:: Exercise requirements ::
Below are some entries. Copy each line that holds the string "filter".

:: Task inputs ::
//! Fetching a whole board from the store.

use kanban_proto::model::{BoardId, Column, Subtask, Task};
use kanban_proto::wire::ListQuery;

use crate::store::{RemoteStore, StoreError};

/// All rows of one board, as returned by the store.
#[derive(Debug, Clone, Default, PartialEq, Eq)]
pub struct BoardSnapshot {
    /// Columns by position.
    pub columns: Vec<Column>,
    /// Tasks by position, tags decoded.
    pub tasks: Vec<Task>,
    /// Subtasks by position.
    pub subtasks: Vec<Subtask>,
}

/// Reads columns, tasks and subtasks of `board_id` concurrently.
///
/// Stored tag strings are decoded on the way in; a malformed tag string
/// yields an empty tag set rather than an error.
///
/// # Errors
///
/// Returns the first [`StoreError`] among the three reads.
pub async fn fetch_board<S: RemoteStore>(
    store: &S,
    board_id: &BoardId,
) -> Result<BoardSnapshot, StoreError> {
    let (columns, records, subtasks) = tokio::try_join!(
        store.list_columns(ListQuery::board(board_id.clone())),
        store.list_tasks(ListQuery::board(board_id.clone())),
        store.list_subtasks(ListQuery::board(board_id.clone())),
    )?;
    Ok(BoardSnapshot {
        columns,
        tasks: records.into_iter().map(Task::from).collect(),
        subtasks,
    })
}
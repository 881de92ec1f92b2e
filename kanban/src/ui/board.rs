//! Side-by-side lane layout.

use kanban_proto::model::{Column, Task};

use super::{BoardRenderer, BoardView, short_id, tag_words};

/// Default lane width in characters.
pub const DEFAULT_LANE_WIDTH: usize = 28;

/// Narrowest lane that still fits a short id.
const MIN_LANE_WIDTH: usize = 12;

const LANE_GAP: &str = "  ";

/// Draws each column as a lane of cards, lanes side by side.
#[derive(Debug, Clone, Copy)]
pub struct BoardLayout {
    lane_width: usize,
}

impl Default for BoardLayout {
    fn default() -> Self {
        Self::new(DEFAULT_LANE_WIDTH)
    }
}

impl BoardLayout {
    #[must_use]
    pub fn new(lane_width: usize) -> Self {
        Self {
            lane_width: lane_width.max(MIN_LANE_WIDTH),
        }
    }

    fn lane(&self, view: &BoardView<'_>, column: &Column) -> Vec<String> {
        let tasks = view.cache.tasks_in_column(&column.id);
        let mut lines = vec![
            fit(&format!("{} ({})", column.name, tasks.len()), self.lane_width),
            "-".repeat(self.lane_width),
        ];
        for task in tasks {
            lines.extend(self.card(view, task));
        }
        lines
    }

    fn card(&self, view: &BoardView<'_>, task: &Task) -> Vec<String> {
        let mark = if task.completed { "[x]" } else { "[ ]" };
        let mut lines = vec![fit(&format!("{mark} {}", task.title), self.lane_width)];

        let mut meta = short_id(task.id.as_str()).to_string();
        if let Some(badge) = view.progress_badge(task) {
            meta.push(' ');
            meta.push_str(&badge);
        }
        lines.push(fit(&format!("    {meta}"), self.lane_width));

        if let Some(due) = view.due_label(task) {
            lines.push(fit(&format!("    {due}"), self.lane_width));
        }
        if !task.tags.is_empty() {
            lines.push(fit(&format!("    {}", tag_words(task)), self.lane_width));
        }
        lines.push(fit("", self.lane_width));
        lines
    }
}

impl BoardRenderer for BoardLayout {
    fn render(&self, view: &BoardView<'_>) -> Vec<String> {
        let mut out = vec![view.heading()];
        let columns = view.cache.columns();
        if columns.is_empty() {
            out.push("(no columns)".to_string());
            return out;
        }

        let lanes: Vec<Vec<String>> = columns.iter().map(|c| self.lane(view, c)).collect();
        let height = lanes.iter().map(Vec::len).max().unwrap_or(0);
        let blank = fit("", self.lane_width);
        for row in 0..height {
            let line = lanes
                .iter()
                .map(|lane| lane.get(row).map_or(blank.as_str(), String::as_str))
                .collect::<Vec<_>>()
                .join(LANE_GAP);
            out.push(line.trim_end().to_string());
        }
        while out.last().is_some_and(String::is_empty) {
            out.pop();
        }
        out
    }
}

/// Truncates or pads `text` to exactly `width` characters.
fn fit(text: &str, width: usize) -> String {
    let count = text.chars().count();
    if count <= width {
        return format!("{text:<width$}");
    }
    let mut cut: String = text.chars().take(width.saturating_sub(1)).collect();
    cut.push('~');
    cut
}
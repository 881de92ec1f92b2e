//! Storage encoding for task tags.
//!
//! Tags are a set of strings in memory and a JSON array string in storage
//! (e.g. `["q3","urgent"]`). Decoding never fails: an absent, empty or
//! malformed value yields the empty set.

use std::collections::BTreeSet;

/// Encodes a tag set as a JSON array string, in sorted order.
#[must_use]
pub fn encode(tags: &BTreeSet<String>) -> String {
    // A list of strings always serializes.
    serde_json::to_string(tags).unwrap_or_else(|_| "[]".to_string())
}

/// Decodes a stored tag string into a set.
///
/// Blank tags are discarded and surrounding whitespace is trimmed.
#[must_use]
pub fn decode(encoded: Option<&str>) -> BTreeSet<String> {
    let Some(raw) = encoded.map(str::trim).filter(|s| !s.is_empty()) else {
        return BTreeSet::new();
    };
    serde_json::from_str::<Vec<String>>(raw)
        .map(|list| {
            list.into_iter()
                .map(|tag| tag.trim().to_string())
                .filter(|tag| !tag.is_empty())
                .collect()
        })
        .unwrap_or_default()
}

:: Exercise output ::
    let Some(raw) = encoded.map(str::trim).filter(|s| !s.is_empty()) else {
                .filter(|tag| !tag.is_empty())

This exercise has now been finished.